Our Stories are Such a Mystery and a Blessing!

By Claudia Ricci

Why do writers write novels? Because they love to write, because they have a story that's begging to be told, because they hold words to their hearts like glittering diamonds, because they have an itch that can only be scratched out in long silver sentences, because they want to celebrate life and love, because they have a question that nags and begs and pleads and refuses to go away, because they are immersed in a mystery that demands to be solved, because they need writing as much as they need breathing, because laying down words is like a powerful dream and an amazing drug, one that occasionally delivers aha AHA AHAHAHAHAHA moments that make you laugh and sing and chant and dance and jump up and down and hug yourself. Sometimes the discoveries are so absolutely jubilant and joy-filled that they go over the top and won't stop, like

today for example, when you finally finally finally finally after 17 long and torturous writing years finally finally see how the last chapters of the novel you have hated and loved and thrown away and dug out of the garbage and cursed and adored, when you finally see how the last part of the novel plays out.

At that moment, you feel like writing is a truly mystical and sacred thing, one that gives you a peek into the transcendent, one that explains how the word, how the very vibration of the words, are sacred things, and you understand why every religion has its BIBLE or KORAN, words spoken into sacred truth, how the Torah for example, is the very Tree of Life, and how writing is really and truly a great blessing and a privilege that we should never ever take for granted or deplore even on those horrible days when you can't write a flipping thing.

My own mystery is this thing I call

SISTER MYSTERIES


a book which you cannot pick up or put down, a 17 long year, gargantuan undertaking that felt so often like it would put me under, a marathon like no other I've ever had, an epic journey that I am still taking, a coming-to-consciousness about the very nature of reality, a binary back-and-forth which has finally become some kind of Unity of VOICE, a deep deep mystery that keeps unfolding, a story that gave birth to a nun
in front of a mirror, a nun who in the words of her cousin slipped effortlessly into flaming flamenco garb, a nun who like me spent years in prison being punished, and then, just last month, she slipped out the door just LIKE

THAT, in one chapter, in plain old words, she went free taking me with her.

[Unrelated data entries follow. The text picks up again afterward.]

//! Machine class registry.
//!
//! Classes map a name to the resources a machine of that class gets. Served
//! through the Machine Runtime `Status` call and used to resolve resources
//! at machine creation.

use std::collections::BTreeMap;
use std::path::Path;
use std::path::PathBuf;

use serde::Deserialize;
use serde::Serialize;
use snafu::ResultExt;
use snafu::Snafu;

#[derive(Debug, Clone, Serialize, Deserialize)]
pub struct MachineClass {
    pub name: String,
    pub cpu_millis: i64,
    pub memory_bytes: u64,
}

#[derive(Debug, Snafu)]
pub enum RegistryError {
    #[snafu(display("multiple machine classes named {name:?}"))]
    DuplicateClass { name: String },

    #[snafu(display("failed to read machine classes file {}: {source}", path.display()))]
    ReadFile { path: PathBuf, source: std::io::Error },

    #[snafu(display("failed to parse machine classes file {}: {source}", path.display()))]
    ParseFile { path: PathBuf, source: serde_json::Error },
}

#[derive(Debug, Default)]
pub struct MachineClassRegistry {
    classes: BTreeMap<String, MachineClass>,
}

impl MachineClassRegistry {
    pub fn new(classes: Vec<MachineClass>) -> Result<Self, RegistryError> {
        let mut map = BTreeMap::new();
        for class in classes {
            if map.contains_key(&class.name) {
                return DuplicateClassSnafu { name: class.name }.fail();
            }
            map.insert(class.name.clone(), class);
        }
        Ok(Self { classes: map })
    }

    pub fn from_file(path: &Path) -> Result<Self, RegistryError> {
        let raw = std::fs::read(path).context(ReadFileSnafu { path })?;
        let classes: Vec<MachineClass> =
            serde_json::from_slice(&raw).context(ParseFileSnafu { path })?;
        Self::new(classes)
    }

    pub fn get(&self, name: &str) -> Option<&MachineClass> {
        self.classes.get(name)
    }

    pub fn list(&self) -> Vec<MachineClass> {
        self.classes.values().cloned().collect()
    }
}

#[cfg(test)]
mod tests {
    use super::*;

    fn class(name: &str) -> MachineClass {
        MachineClass {
            name: name.into(),
            cpu_millis: 2000,
            memory_bytes: 2 << 30,
        }
    }

    #[test]
    fn duplicate_names_are_rejected() {
        let err = MachineClassRegistry::new(vec![class("c1"), class("c1")]).unwrap_err();
        assert!(matches!(err, RegistryError::DuplicateClass { .. }));
    }

    #[test]
    fn lookup_and_list() {
        let registry = MachineClassRegistry::new(vec![class("small"), class("large")]).unwrap();
        assert!(registry.get("small").is_some());
        assert!(registry.get("absent").is_none());
        assert_eq!(registry.list().len(), 2);
    }

    #[test]
    fn loads_from_file() {
        let dir = tempfile::tempdir().unwrap();
        let path = dir.path().join("classes.json");
        std::fs::write(
            &path,
            r#"[{"name":"small","cpu_millis":1000,"memory_bytes":1073741824}]"#,
        )
        .unwrap();
        let registry = MachineClassRegistry::from_file(&path).unwrap();
        assert_eq!(registry.get("small").unwrap().cpu_millis, 1000);
    }
}
//! Volume plugins.
//!
//! A plugin turns a volume connection into something the VMM can attach: a
//! host file/block device or a vhost-user-blk socket. Plugins are selected
//! by the connection's driver name.

use std::path::PathBuf;
use std::sync::Arc;

use async_trait::async_trait;
use snafu::Snafu;

use crate::machine::VolumeSpec;
use crate::machine::VolumeStatus;

pub mod ceph;
pub mod localdisk;

#[derive(Debug, Snafu)]
#[snafu(module(error), visibility(pub(crate)))]
pub enum VolumeError {
    #[snafu(display("no volume plugin for driver {driver:?}"))]
    PluginNotFound { driver: String },

    #[snafu(display("volume {volume}: missing required attribute {attribute:?}"))]
    MissingAttribute { volume: String, attribute: &'static str },

    #[snafu(display("volume {volume}: source {} does not exist", path.display()))]
    SourceMissing { volume: String, path: PathBuf },

    #[snafu(display("failed to start qemu-storage-daemon {}: {source}", bin.display()))]
    SpawnDaemon { bin: PathBuf, source: std::io::Error },

    #[snafu(display("vhost-user socket {} not ready after {timeout_ms}ms", path.display()))]
    SocketTimeout { path: PathBuf, timeout_ms: u64 },

    #[snafu(display("volume io on {}: {source}", path.display()))]
    Io { path: PathBuf, source: std::io::Error },

    #[snafu(display("invalid pid file {}", path.display()))]
    InvalidPidFile { path: PathBuf },
}

pub type Result<T, E = VolumeError> = std::result::Result<T, E>;

/// One volume driver.
#[async_trait]
pub trait VolumePlugin: Send + Sync + std::fmt::Debug {
    fn name(&self) -> &'static str;

    /// Prepare the volume for attachment. Idempotent; returns a status in
    /// state `Prepared` with access coordinates. `Attached` is only ever set
    /// by the reconciler once the disk is live in the VM.
    async fn apply(&self, machine_id: &str, volume: &VolumeSpec) -> Result<VolumeStatus>;

    /// Release everything `apply` set up for the handle. Idempotent.
    async fn delete(&self, machine_id: &str, handle: &str) -> Result<()>;
}

#[derive(Default)]
pub struct VolumePluginManager {
    plugins: Vec<Arc<dyn VolumePlugin>>,
}

impl VolumePluginManager {
    pub fn new() -> Self {
        Self::default()
    }

    pub fn register(&mut self, plugin: Arc<dyn VolumePlugin>) {
        self.plugins.push(plugin);
    }

    pub fn find_by_spec(&self, volume: &VolumeSpec) -> Result<Arc<dyn VolumePlugin>> {
        let driver = volume.connection.driver.as_str();
        self.plugins
            .iter()
            .find(|p| p.name() == driver)
            .cloned()
            .ok_or_else(|| VolumeError::PluginNotFound { driver: driver.to_string() })
    }
}

#[cfg(test)]
mod tests {
    use super::*;
    use crate::machine::VolumeConnection;

    #[derive(Debug)]
    struct FakePlugin;

    #[async_trait]
    impl VolumePlugin for FakePlugin {
        fn name(&self) -> &'static str {
            "fake"
        }

        async fn apply(&self, _machine_id: &str, volume: &VolumeSpec) -> Result<VolumeStatus> {
            Ok(VolumeStatus::pending(&volume.name))
        }

        async fn delete(&self, _machine_id: &str, _handle: &str) -> Result<()> {
            Ok(())
        }
    }

    fn volume(driver: &str) -> VolumeSpec {
        VolumeSpec {
            name: "data".into(),
            device: None,
            connection: VolumeConnection { driver: driver.into(), ..Default::default() },
            deleted_at: None,
        }
    }

    #[test]
    fn dispatches_by_driver() {
        let mut manager = VolumePluginManager::new();
        manager.register(Arc::new(FakePlugin));

        assert!(manager.find_by_spec(&volume("fake")).is_ok());
        let err = manager.find_by_spec(&volume("rbd")).unwrap_err();
        assert!(matches!(err, VolumeError::PluginNotFound { .. }));
    }
}
//! Provider configuration.

use std::path::PathBuf;

use crate::reconciler::DEFAULT_WORKERS;

/// Everything the daemon needs to run, assembled from CLI flags in `main`.
#[derive(Debug, Clone)]
pub struct ProviderConfig {
    /// Unix socket path the Machine Runtime gRPC server listens on.
    pub address: PathBuf,

    /// Root of the provider's on-disk state (images, machines, stores).
    pub root_dir: PathBuf,

    /// Path to the cloud-hypervisor binary.
    pub cloud_hypervisor_bin: PathBuf,

    /// Firmware payload handed to every created VM.
    pub firmware_path: Option<PathBuf>,

    /// Path to the qemu-storage-daemon binary (ceph volumes).
    pub qemu_storage_daemon_bin: PathBuf,

    /// External image fetch command; invoked as `<bin> <ref> <dest-dir>`.
    pub image_puller_bin: Option<PathBuf>,

    /// Machine classes file (JSON list of name/cpu_millis/memory_bytes).
    pub machine_classes_file: Option<PathBuf>,

    /// Start VM child processes in their own session so they survive
    /// daemon restarts.
    pub detach_vms: bool,

    /// Reconciler worker count.
    pub workers: usize,
}

impl Default for ProviderConfig {
    fn default() -> Self {
        let home = std::env::var_os("HOME").map(PathBuf::from).unwrap_or_default();
        Self {
            address: PathBuf::from("/var/run/machine-runtime.sock"),
            root_dir: home.join(".chv-provider"),
            cloud_hypervisor_bin: PathBuf::from("cloud-hypervisor"),
            firmware_path: None,
            qemu_storage_daemon_bin: PathBuf::from("qemu-storage-daemon"),
            image_puller_bin: None,
            machine_classes_file: None,
            detach_vms: true,
            workers: DEFAULT_WORKERS,
        }
    }
}

impl ProviderConfig {
    pub fn validate(&self) -> Result<(), String> {
        if self.workers == 0 {
            return Err("workers must be at least 1".to_string());
        }
        if self.workers > 256 {
            return Err(format!("workers {} exceeds maximum 256", self.workers));
        }
        if self.address.as_os_str().is_empty() {
            return Err("address must not be empty".to_string());
        }
        if self.cloud_hypervisor_bin.as_os_str().is_empty() {
            return Err("cloud-hypervisor binary path must not be empty".to_string());
        }
        Ok(())
    }
}

#[cfg(test)]
mod tests {
    use super::*;

    #[test]
    fn default_config_is_valid() {
        assert!(ProviderConfig::default().validate().is_ok());
    }

    #[test]
    fn worker_bounds() {
        let mut config = ProviderConfig::default();
        config.workers = 0;
        assert!(config.validate().is_err());
        config.workers = 300;
        assert!(config.validate().is_err());
        config.workers = 15;
        assert!(config.validate().is_ok());
    }
}
use super::CompiledRules;
use crate::core::{PassScore, Reason};

/// Formatting anomalies are intensity signals: every non-overlapping match
/// counts, at the per-match weight, with no per-rule cap. Each anomaly
/// still reports a single reason no matter how often it occurs.
pub(crate) fn score_formatting(rules: &CompiledRules, text: &str) -> PassScore {
    let mut score: u32 = 0;
    let mut reasons = Vec::new();

    for (regex, kind) in &rules.formatting {
        let count = regex.find_iter(text).count() as u32;
        if count > 0 {
            score += count * rules.config.weights.formatting;
            reasons.push(Reason::Formatting { anomaly: *kind });
        }
    }

    PassScore::new(score, reasons)
}
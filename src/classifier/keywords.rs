use super::CompiledRules;
use crate::core::{KeywordTier, PassScore, Reason};

/// Score tiered keyword hits against lowercased text.
///
/// Matching is substring containment in declaration order, so the "first
/// three" keywords a reason reports are stable for a given rule set. Each
/// hit adds its tier weight; reaching the distinct-hit threshold adds a
/// flat bonus on top.
pub(crate) fn score_keywords(rules: &CompiledRules, normalized: &str) -> PassScore {
    let mut score: u32 = 0;
    let mut found: Vec<String> = Vec::new();

    for tier in KeywordTier::ALL {
        let weight = rules.config.weights.tier_weight(tier);
        for keyword in rules.config.keywords.tier(tier) {
            if normalized.contains(keyword.as_str()) {
                score += weight;
                found.push(keyword.clone());
            }
        }
    }

    let mut reasons = Vec::new();
    if !found.is_empty() {
        let count = found.len();
        reasons.push(Reason::Keywords { found });
        if count >= rules.config.thresholds.multi_keyword_count {
            score += rules.config.weights.multi_keyword_bonus;
            reasons.push(Reason::ManyKeywords { count });
        }
    }

    PassScore::new(score, reasons)
}

#[cfg(test)]
mod tests {
    use super::*;
    use crate::classifier::CompiledRules;
    use crate::config::RulesConfig;

    fn stock_rules() -> CompiledRules {
        CompiledRules::compile(RulesConfig::default()).unwrap()
    }

    #[test]
    fn test_no_keywords_scores_zero() {
        let rules = stock_rules();
        let pass = score_keywords(&rules, "hello there, see you at noon");
        assert_eq!(pass.score, 0);
        assert!(pass.reasons.is_empty());
    }

    #[test]
    fn test_single_high_keyword() {
        let rules = stock_rules();
        let pass = score_keywords(&rules, "you are the lottery pick of the day");
        assert_eq!(pass.score, 25);
        assert_eq!(
            pass.reasons,
            vec![Reason::Keywords {
                found: vec!["lottery".to_string()]
            }]
        );
    }

    #[test]
    fn test_tier_weights_accumulate() {
        let rules = stock_rules();
        // "jackpot" high (25), "cash" medium (10), "purchase" low (3)
        let pass = score_keywords(&rules, "jackpot cash purchase");
        assert_eq!(pass.score, 25 + 10 + 3 + 15);
    }

    #[test]
    fn test_multi_keyword_bonus_at_three() {
        let rules = stock_rules();
        // exactly three distinct hits: "jackpot", "cash", "mortgage"
        let pass = score_keywords(&rules, "jackpot cash mortgage");
        assert_eq!(pass.score, 25 + 10 + 10 + 15);
        assert_eq!(pass.reasons.len(), 2);
        assert_eq!(pass.reasons[1], Reason::ManyKeywords { count: 3 });
    }

    #[test]
    fn test_two_keywords_no_bonus() {
        let rules = stock_rules();
        let pass = score_keywords(&rules, "jackpot mortgage");
        assert_eq!(pass.score, 25 + 10);
        assert_eq!(pass.reasons.len(), 1);
    }

    #[test]
    fn test_found_order_follows_tier_then_declaration() {
        let rules = stock_rules();
        // "cash" is medium, "winner" and "prize" are high; high tier reports
        // first, in list order (winner precedes prize).
        let pass = score_keywords(&rules, "cash prize for the winner");
        match &pass.reasons[0] {
            Reason::Keywords { found } => {
                let winner_pos = found.iter().position(|k| k == "winner").unwrap();
                let prize_pos = found.iter().position(|k| k == "prize").unwrap();
                let cash_pos = found.iter().position(|k| k == "cash").unwrap();
                assert!(winner_pos < prize_pos);
                assert!(prize_pos < cash_pos);
            }
            other => panic!("expected keyword reason, got {other:?}"),
        }
    }

    #[test]
    fn test_containment_catches_embedded_keywords() {
        let rules = stock_rules();
        // "win" (medium) is contained in "winner" (high): both count.
        let pass = score_keywords(&rules, "winner");
        assert_eq!(pass.score, 25 + 10);
    }
}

Today at my meditation table the mystery of it all and the last few chapters just exploded into my head like wild fireworks an explosion of light, light that is still burning in the candle that won't stop this morning, wax pouring out, light pouring too, just like that other morning in November 2010, when a candle burned mysteriously for hours and hours while I sat here and there in wonder and deep gratitude that this mystery -- of writing, of discovery, of love -- has been bestowed on me.

If I sound like I'm starting to come unglued, let me say that this is how it feels to be a writer at the end of a long long writing project, one that holds you in its clutches until you are released. The first time I wrote a novel this happened, one day I produced about a dozen journal pages when I figured out the ending, the ending came to me in a wild frenzy of brain activity, what feels and felt like a boundless discovery of ideas, your brain sizzles and pops and the words, like the wax of this candle burning, just won't stop.

One curious thing about this ending, it's all tied up with my ear ringing.

Very peculiar how it happened: a few weeks ago, just about the time that Sister Renata went out the door freeeeeeeeeeee, I woke up with my left ear ringing.

I kept hoping it would go away but it only kept getting worse. I opened Louise Hay's book, You Can Heal Your Life, and it said that ear ringing
(otherwise known as tinnitus) is in effect caused by a person's unwillingness to listen to an inner voice.

When I read that, I went, oh come on, please, I am constantly listening to my inner voice, I meditate every day, I do yoga, and I write and write and I am constantly listening to my inner voice.

But no.

I had to listen more closely. MUCH more closely.

Two weeks ago, my dear friend Peg and I sat down in my den to write, it was a Thursday, December 29th, we decided to write nothing but questions and at first it felt like I was picking at the hard icy surface of the pond outside the window.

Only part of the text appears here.